Subject: [PATCH] ia64: Scalability improvement of gettimeofday with jitter compensation

Hi all,

This is a proposal with a patch to improve scalability
of time handling.

As described in comment at arch/ia64/kernel/time.c:

[arch/ia64/kernel/time.c]
> #ifdef CONFIG_SMP
> /* On IA64 in an SMP configuration ITCs are never accurately synchronized.
> * Jitter compensation requires a cmpxchg which may limit
> * the scalability of the syscalls for retrieving time.
> * The ITC synchronization is usually successful to within a few
> * ITC ticks but this is not a sure thing. If you need to improve
> * timer performance in SMP situations then boot the kernel with the
> * "nojitter" option. However, doing so may result in time fluctuating (maybe
> * even going backward) if the ITC offsets between the individual CPUs
> * are too large.
> */
> if (!nojitter) itc_interpolator.jitter = 1;
> #endif

ia64 uses jitter compensation to prevent time from going backward.

This jitter compensation logic which keep track of cycle value
recently returned is provided as generic code (and copied to
arch/ia64/kernel/fsys.S).
It seems that there is no user (setting jitter = 1) other than ia64.

[kernel/timer.c]
> static inline u64 time_interpolator_get_counter(int writelock)
> {
> unsigned int src = time_interpolator->source;
>
> if (time_interpolator->jitter)
> {
> cycles_t lcycle;
> cycles_t now;
>
> do {
> lcycle = time_interpolator->last_cycle;
> now = time_interpolator_get_cycles(src);
> if (lcycle && time_after(lcycle, now))
> return lcycle;
>
> /* When holding the xtime write lock, there's no need
> * to add the overhead of the cmpxchg. Readers are
> * force to retry until the write lock is released.
> */
> if (writelock) {
> time_interpolator->last_cycle = now;
> return now;
> }
> /* Keep track of the last timer value returned. The use of cmpxchg here
> * will cause contention in an SMP environment.
> */
> } while (unlikely(cmpxchg(&time_interpolator->last_cycle, lcycle, now) != lcycle));
> return now;
> }
> else
> return time_interpolator_get_cycles(src);
> }

The current logic is consist of do-while loop with cmpxchg.

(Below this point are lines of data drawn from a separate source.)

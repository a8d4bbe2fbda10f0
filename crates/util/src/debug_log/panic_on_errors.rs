//! Whether or not [crate::debug_log_error] should panic.

#[cfg(debug_assertions)]
use std::sync::atomic::{AtomicBool, Ordering};

/// Whether panicking on errors is enabled (see [crate::debug_log_error]).
///
/// Terminal logging ([super::enabled]) must be on for this to have any effect.
/// It's enabled by default in debug builds and always off in release builds.
pub fn enabled() -> bool {
    #[cfg(debug_assertions)]
    return ENABLED.load(Ordering::Relaxed);

    #[cfg(not(debug_assertions))]
    false
}

/// Disable panicking on errors (see [crate::debug_log_error]).
pub fn disable() {
    #[cfg(debug_assertions)]
    ENABLED.store(false, Ordering::Relaxed);
}

#[cfg(debug_assertions)]
static ENABLED: AtomicBool = AtomicBool::new(true);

The cmpxchg is known to take long time in an SMP environment but
it is easy way to guarantee atomic operation.
I think this is acceptable while there are no better alternatives.

OTOH, the do-while forces retry if cmpxchg fails (no exchanges).
This means that if there are N threads trying to do cmpxchg at
same time, only 1 can out from this loop and N-1 others will be
trapped in the loop. This also means that a thread could loop
N times in worst case.

Obviously this is a scalability issue.
To avoid this retry loop, I'd like to propose new logic that
removes do-while here.

The basic idea is "use winner's cycle instead of retrying."
Assuming that there are N threads trying to do cmpxchg, it also
be assumed that they are trying to update last_cycle by its own
new value while all values are almost same.
Therefore, it will work that treating threads as a group and
deciding a group's return value by picking up one from the group.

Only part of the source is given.